TAIPEI (Taiwan News) — Electronics manufacturer Pegatron on Tuesday opened its second Taiwan R&D center in the Asia New Bay Area of Kaohsiung's Qianzhen District to support its manufacturing capacity in Southeast Asia.
At the opening ceremony, Company Chair Tung Tzu-hsien (童子賢) said that Pegatron will invest about NT$700 million (US$21.5 million) over the next three years in the facility for talent development and pilot projects in AI, 5G, and smart manufacturing. He added the company also plans to expand the facility to meet growing orders, per CNA.

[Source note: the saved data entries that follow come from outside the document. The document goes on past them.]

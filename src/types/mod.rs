mod catalog;
mod dimension;
mod error;
mod group;
mod match_report;
mod ruleset;
mod tsid;

pub use catalog::{CompiledCatalog, GroupCatalog};
pub(crate) use catalog::CompiledGroup;
pub use dimension::{Dimension, Granularity, MemberType};
pub use error::{CatalogError, PatternCompileError, TsIdError, UnknownMemberType};
pub use group::{
    Combine, DataTypeKey, DataTypeRef, GroupDefinition, GroupMember, SiteKey, SubgroupRef,
};
pub use match_report::{MatchPath, MatchReport, Rejection};
pub use ruleset::{CompileOptions, CompiledRuleSet};
pub(crate) use ruleset::PatternTiers;
pub use tsid::{split_base_sub, TsId, TsIdentifier};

The company will first utilize the Kaohsiung facility to develop, validate, and test smart manufacturing models for its factories in Southeast Asia, before implementing these models in plants across the region.

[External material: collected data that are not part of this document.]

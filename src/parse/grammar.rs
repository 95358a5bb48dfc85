use winnow::ascii::{dec_int, till_line_ending};
use winnow::combinator::{alt, cut_err, eof, opt, repeat};
use winnow::error::{ErrMode, ModalResult, StrContext, StrContextValue};
use winnow::prelude::*;
use winnow::token::{any, take_while};

use crate::{Combine, DataTypeKey, GroupDefinition, MemberType, SiteKey};

use super::parser::ParsedCatalog;

// -- Whitespace & comments --------------------------------------------------

fn ws(input: &mut &str) -> ModalResult<()> {
    let _: () = repeat(
        0..,
        alt((
            take_while(1.., |c: char| c.is_whitespace()).void(),
            ('#', till_line_ending).void(),
        )),
    )
    .parse_next(input)?;
    Ok(())
}

// -- Tokens -----------------------------------------------------------------

fn keyword<'i>(input: &mut &'i str) -> ModalResult<&'i str> {
    take_while(1.., |c: char| c.is_ascii_alphabetic() || c == '_').parse_next(input)
}

fn string_literal(input: &mut &str) -> ModalResult<String> {
    '"'.parse_next(input)?;
    let mut s = String::new();
    loop {
        let ch = any.parse_next(input)?;
        match ch {
            '"' => return Ok(s),
            '\\' => {
                let esc = any.parse_next(input)?;
                match esc {
                    '"' => s.push('"'),
                    '\\' => s.push('\\'),
                    'n' => s.push('\n'),
                    't' => s.push('\t'),
                    other => {
                        s.push('\\');
                        s.push(other);
                    }
                }
            }
            c => s.push(c),
        }
    }
}

fn string_arg(input: &mut &str) -> ModalResult<String> {
    ws.parse_next(input)?;
    cut_err(string_literal)
        .context(StrContext::Expected(StrContextValue::Description(
            "quoted string",
        )))
        .parse_next(input)
}

fn key_arg(input: &mut &str) -> ModalResult<i64> {
    ws.parse_next(input)?;
    cut_err(dec_int::<_, i64, _>)
        .context(StrContext::Expected(StrContextValue::Description(
            "integer key",
        )))
        .parse_next(input)
}

// -- Statements -------------------------------------------------------------

#[derive(Debug)]
enum Statement {
    Description(String),
    Site(i64),
    DataType(i64, String),
    Member(MemberType, String),
    TsMember(String),
    Subgroup(String, Combine),
}

fn combine_code(input: &mut &str) -> ModalResult<Combine> {
    ws.parse_next(input)?;
    cut_err(any.verify(char::is_ascii_alphabetic))
        .context(StrContext::Expected(StrContextValue::Description(
            "combine code",
        )))
        .map(Combine::from_code)
        .parse_next(input)
}

fn statement(input: &mut &str) -> ModalResult<Statement> {
    let checkpoint = input.checkpoint();
    let word = keyword.parse_next(input)?;
    let stmt = match word.to_ascii_lowercase().as_str() {
        "description" => Statement::Description(string_arg(input)?),
        "site" => Statement::Site(key_arg(input)?),
        "datatype" => {
            let key = key_arg(input)?;
            Statement::DataType(key, string_arg(input)?)
        }
        "tsid" => Statement::TsMember(string_arg(input)?),
        "include" => Statement::Subgroup(string_arg(input)?, Combine::Include),
        "exclude" => Statement::Subgroup(string_arg(input)?, Combine::Exclude),
        "intersect" => Statement::Subgroup(string_arg(input)?, Combine::Intersect),
        "subgroup" => {
            let name = string_arg(input)?;
            Statement::Subgroup(name, combine_code(input)?)
        }
        other => match other.parse::<MemberType>() {
            Ok(member_type) => Statement::Member(member_type, string_arg(input)?),
            Err(_) => {
                input.reset(&checkpoint);
                return Err(ErrMode::from_input(input));
            }
        },
    };
    Ok(stmt)
}

fn apply(group: &mut GroupDefinition, stmt: Statement) {
    match stmt {
        Statement::Description(text) => group.set_description(text),
        Statement::Site(key) => group.add_site_id(SiteKey(key)),
        Statement::DataType(key, code) => group.add_data_type(DataTypeKey(key), code),
        Statement::Member(member_type, value) => group.add_member(member_type, value),
        Statement::TsMember(path) => group.add_ts_member(path),
        Statement::Subgroup(name, combine) => group.add_subgroup(name, combine),
    }
}

// -- Group definitions ------------------------------------------------------

fn group_def(input: &mut &str) -> ModalResult<GroupDefinition> {
    ws.parse_next(input)?;
    "group".parse_next(input)?;

    let name = string_arg
        .context(StrContext::Expected(StrContextValue::Description(
            "group name",
        )))
        .parse_next(input)?;
    let mut group = GroupDefinition::new(name);

    ws.parse_next(input)?;
    cut_err('{').parse_next(input)?;

    loop {
        ws.parse_next(input)?;
        if opt('}').parse_next(input)?.is_some() {
            return Ok(group);
        }
        let stmt = cut_err(statement)
            .context(StrContext::Expected(StrContextValue::Description(
                "group statement",
            )))
            .parse_next(input)?;
        apply(&mut group, stmt);
    }
}

// -- Top-level parser -------------------------------------------------------

pub fn parse_catalog(input: &mut &str) -> ModalResult<ParsedCatalog> {
    let groups: Vec<GroupDefinition> = repeat(0.., group_def).parse_next(input)?;
    ws.parse_next(input)?;
    cut_err(eof)
        .context(StrContext::Expected(StrContextValue::StringLiteral("group")))
        .parse_next(input)?;
    Ok(ParsedCatalog { groups })
}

The center features an AI-powered computing hub and a demonstration area for smart manufacturing equipment, Tung said. The facility is also equipped with high-performance GPU servers to support generative AI, model training and the testing of AI agents and digital twin technologies.
Pegatron Co-CEO Cheng Kuang-chih (鄭光志) said the company’s Texas plant is setting up power infrastructure and production lines. The facility is set to begin mass production in the first quarter of next year, focusing on Nvidia’s GB300 and B300 series AI servers. The plant will also produce components for electric vehicles and communication devices.
Kaohsiung Mayor Chen Chi-mai (陳其邁), who also attended the ceremony, said the city boasts a complete industrial supply chain covering semiconductors, steel, petrochemicals, metal components, aerospace, and medical equipment. He added that with the logistical advantages of Kaohsiung Port, the city is well-suited for companies to set up operations.
Since December 2024, the city government has partnered with companies, including Nvidia, Foxconn, and Pegatron, to develop AI models that highlight Taiwanese culture and language. Chen noted that most large language models are trained on global datasets and hopes that a Taiwan-focused AI platform could better represent local data.